PROYEK PENDIDIKAN NASIONAL

Pada bulan april tepatnya tanggal 10 – 16 april 2012 Dua siswi dari Indonesia, Christa Lorenzia Soesanto dan Natasha Sutedja, berhasil mencetak prestasi membanggakan pada European Girls Mathematical Olympiad (EGMO) 2012 di Murray Edwards College, Inggris. Christa (15 tahun) meraih Medali Perak dengan total skor 30, sedangkan Natasha (15 tahun) menyabet Medali Perunggu dengan skor 15. Kedua belia berbakat ini ikut berkompetisi ke EGMO di bawah pimpinan Anton Wardaja.

Kesusksesan kedua siswa tersebut tak pelak menjadi inspirasi siswa lainnya begitu juga para guru untuk melahirkan obsesi untuk menjadikan sekolah masing- masing unggul di Indonesia. Seluruh lampu tersorot melihat kesuksesan mereka. Persoalan di sekeliling kita ( pendidikan kita  yang mestinya jauh tersorot, menjadi gelap gulita. Perhatian masyarakat Indonesia tersedot pada kesuksesan kedua siswa .tersebut mengapa tidak? Dengan bangga menyabet gelar juara di olimpiade berkelas  Internasional itu merupakansuatu capaian  prestasi yang luar biasa. Perhatian Publik  tersorot pada pencapain  mereka, tapi tidak pada proses. Masyarakat pun luput melihat efek negative yang terbangun dari proses panjang menuju tangga juara. Mereka hanya merayakan hasil dengan gegap gempita.

Sekilas memang tidak ada yang salah pada kemenangan  anak-anak  bangsa kita  di ajang yang bergensi di olimpiade Internasional . namun menilik lebih dalam, capaian tersebut  menjadi pelarian dari banyak persoalan pendidikan nasional kita. Setitik kesuksesan di tengah lautan masalah pendidikan bangsa kita yang bisa membahagiakan para penyelenggara pendidikan, ketika itu juga para pemerintah bangga akan pencapaian anak bangsanya Yang sebenarnya topeng untuk pendidikan nasional kita. Bangga akan prestasi, bangga akan gelar dan bangga akan juara yang di dapat dari anak bangsa  padahal masih banyak sekolah- sekolah yang perlu dan sangat membutuhkan perubahan sekolah, perubahan infrastuktur dan yang laiinya dan itu harusnya menjadi sorotan pemerintah, tidak hanya segelintir orang yang mendapatkan prestasi yang perlu di bicarakan atau di banga- banggakan.

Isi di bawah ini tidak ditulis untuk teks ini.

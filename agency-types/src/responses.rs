/*
 * Copyright 2025 Security Union LLC
 *
 * Licensed under either of
 *
 * * Apache License, Version 2.0
 *   (http://www.apache.org/licenses/LICENSE-2.0)
 * * MIT license
 *   (http://opensource.org/licenses/MIT)
 *
 * at your option.
 */

//! Response envelope for the catalog REST API.
//!
//! Every endpoint wraps its payload in an [`ApiResponse`]:
//!
//! ```json
//! { "success": true, "statusCode": 200, "message": "Blogs retrieved", "data": [ ... ] }
//! ```
//!
//! `data` is an array for collection endpoints and a single object for
//! `/{resource}/{id}` endpoints. [`OneOrMany`] accepts both shapes.

use serde::{Deserialize, Serialize};

/// Top-level API response envelope.
#[derive(Debug, Serialize, Deserialize, Clone)]
#[serde(rename_all = "camelCase")]
pub struct ApiResponse<T> {
    pub success: bool,
    /// HTTP status echoed by the backend. `0` when the field is missing.
    #[serde(default)]
    pub status_code: u16,
    /// Human-readable message. Empty when the field is missing.
    #[serde(default)]
    pub message: String,
    pub data: T,
}

impl<T> ApiResponse<T> {
    /// Wrap a successful result.
    pub fn ok(data: T) -> Self {
        Self {
            success: true,
            status_code: 200,
            message: String::new(),
            data,
        }
    }
}

/// Body shape used when only the failure fields matter.
///
/// Error responses frequently omit `data` or set it to `null`, so every
/// field here is optional.
#[derive(Debug, Serialize, Deserialize, Clone, Default)]
#[serde(rename_all = "camelCase")]
pub struct ErrorBody {
    #[serde(default)]
    pub success: bool,
    #[serde(default)]
    pub status_code: u16,
    #[serde(default)]
    pub message: Option<String>,
}

/// A payload that is either a single item or a list of items.
#[derive(Debug, Serialize, Deserialize, Clone, PartialEq)]
#[serde(untagged)]
pub enum OneOrMany<T> {
    Many(Vec<T>),
    One(T),
}

impl<T> OneOrMany<T> {
    /// Normalize into a sequence. A single item becomes a list of one.
    pub fn into_vec(self) -> Vec<T> {
        match self {
            OneOrMany::Many(items) => items,
            OneOrMany::One(item) => vec![item],
        }
    }
}
use ini_doc::{from_str, from_str_with_config, Configuration, StructuralErrorKind};

#[test]
fn test_value_keeps_everything_after_first_separator() {
    let doc = from_str("[urls]\nhome = http://example.com/?a=b&c=d\n").unwrap();
    assert_eq!(
        doc.get_key_path("urls.home", '.'),
        Some("http://example.com/?a=b&c=d")
    );
}

#[test]
fn test_empty_value() {
    let doc = from_str("[s]\nempty =\n").unwrap();
    assert_eq!(doc.get_key_path("s.empty", '.'), Some(""));
    assert_eq!(doc.get_key_path("s.absent", '.'), None);
}

#[test]
fn test_whitespace_handling() {
    let input = "  [  spaced name  ]  \n   key   =   value with spaces   \n";

    let doc = from_str(input).unwrap();
    let section = doc.section("spaced name").unwrap();
    assert_eq!(
        section.properties().value("key"),
        Some("value with spaces")
    );

    let config = Configuration::new()
        .with_trim_sections(false)
        .with_trim_properties(false);
    let doc = from_str_with_config(input, &config).unwrap();
    let section = doc.section("  spaced name  ").unwrap();
    assert_eq!(
        section.properties().value("   key   "),
        Some("   value with spaces   ")
    );
}

#[test]
fn test_blank_lines_and_indentation_are_ignored() {
    let doc = from_str("\n\n   \n\t[s]\n\n\tk = v\n\n").unwrap();
    assert_eq!(doc.get_key_path("s.k", '.'), Some("v"));
}

#[test]
fn test_hash_and_semicolon_comments() {
    let doc = from_str("[s]\n; one\n# two\nk = v\n").unwrap();
    assert_eq!(
        doc.section("s").unwrap().properties().get("k").unwrap().comments(),
        ["one", "two"]
    );
}

#[test]
fn test_inline_comments() {
    let config = Configuration::new().with_allow_inline_comments(true);
    let input = "; above\n[server] ; main\nport = 8080 # default port\n";
    let doc = from_str_with_config(input, &config).unwrap();

    let server = doc.section("server").unwrap();
    assert_eq!(server.comments(), ["above", "main"]);
    let port = server.properties().get("port").unwrap();
    assert_eq!(port.value(), "8080");
    assert_eq!(port.comments(), ["default port"]);

    // the same text without the option keeps the comment in the value
    let plain = from_str("[server]\nport = 8080 # default port\n").unwrap();
    assert_eq!(
        plain.get_key_path("server.port", '.'),
        Some("8080 # default port")
    );
    // and rejects the trailing text after a header
    let err = from_str("[server] ; main\n").unwrap_err();
    assert_eq!(err.kind(), Some(StructuralErrorKind::InvalidLine));
}

#[test]
fn test_custom_recognition_tokens() {
    let config = Configuration::new()
        .with_comment_strings(&["--", "//"])
        .with_section_delimiters('{', '}')
        .with_key_value_assignment(':');

    let input = "-- first\n{section}\n// second\nkey: a:b\n";
    let doc = from_str_with_config(input, &config).unwrap();
    let section = doc.section("section").unwrap();
    assert_eq!(section.comments(), ["first"]);
    let key = section.properties().get("key").unwrap();
    assert_eq!(key.value(), "a:b");
    assert_eq!(key.comments(), ["second"]);

    // default tokens are no longer recognized
    let err = from_str_with_config("[section]\n", &config).unwrap_err();
    assert_eq!(err.kind(), Some(StructuralErrorKind::InvalidLine));
}

#[test]
fn test_structural_errors_report_position() {
    let cases = [
        ("[a]\n[a]\n", 2, StructuralErrorKind::DuplicateSection),
        ("[a]\nk=1\n\nk=2\n", 4, StructuralErrorKind::DuplicateProperty),
        ("[a]\n[]\n", 2, StructuralErrorKind::InvalidLine),
        ("[a]\n= v\n", 2, StructuralErrorKind::InvalidLine),
    ];
    for (input, line, kind) in cases {
        let err = from_str(input).unwrap_err();
        assert_eq!(err.line(), Some(line), "input {:?}", input);
        assert_eq!(err.kind(), Some(kind), "input {:?}", input);
    }

    let config = Configuration::new().with_allow_keys_without_section(false);
    let err = from_str_with_config("; c\nk = v\n", &config).unwrap_err();
    assert_eq!(err.line(), Some(2));
    assert_eq!(err.kind(), Some(StructuralErrorKind::PropertyWithoutSection));
    assert!(err.to_string().contains("k = v"));
}

#[test]
fn test_trailing_comments_are_dropped() {
    let doc = from_str("[s]\nk = v\n; end of file\n").unwrap();
    let section = doc.section("s").unwrap();
    assert!(section.comments().is_empty());
    assert!(section.properties().get("k").unwrap().comments().is_empty());
}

Saat ini memang pendidikan di  Indonesia terutama di sekolah- sekolah  mereka hanya memuja kompetisi. Gaya berfikir yang kompetitif sangat erat pada system persekolah di  Indonesia. Mungkin di mulai sebagai sekedar alat merangsang motivasi belajar atau kepercayaan diri siswa untuk mampu berkompetisi di tingkat nasional sampai tingkat internasional. Kata kompetitif sudah menjadi matra bagi sekolah untuk mendapatkan lirikan dari pihak luar dan pemerintah itu sendiri. Namun watak memuja kompetisi punya tugas lain. Ia bisa menenggelamkan dan mengalihkan perhatian publik dan praktek persekolahan  atau  bisa saja menngalihkan dan membangga- banggakan bawah pendidikan kita sudah maju dan mampu bersaing di dunia. Tak heran kita melihat pendidikan kita hanya bisa dirasakan oleh segelintir orang  tertentu saja mulai dari pembinaan, diseleksi sejara ketat yang kemudian mewakili bangsa Indonesia untuk beekompetisi, pulang membawa juara dan kemudian di bangga- bangkan oleh para pemerintah atas jerih payahnya bisa memberikan mendali untuk Indonesia itu lah yang Indonesia inginkan.

Namun yang  kita lihat pada kesempatan ini adalah apa sebenarnya efek dari semakin melebarnya daya jelajah anak-anak Indonesia  di ajang lomba olimpiade? Seperti yang disinggung pada bagian awal wacana yang berkembang di linkungan mereka menjadi kian menyempit. Orang seperti menemukan lomba- lomba tersebut sebagai  semacam “  jalan keluar “ atau lebih tepatnya jendela pelarian dari menumpuknya persoalan pendidikan di Indonesia.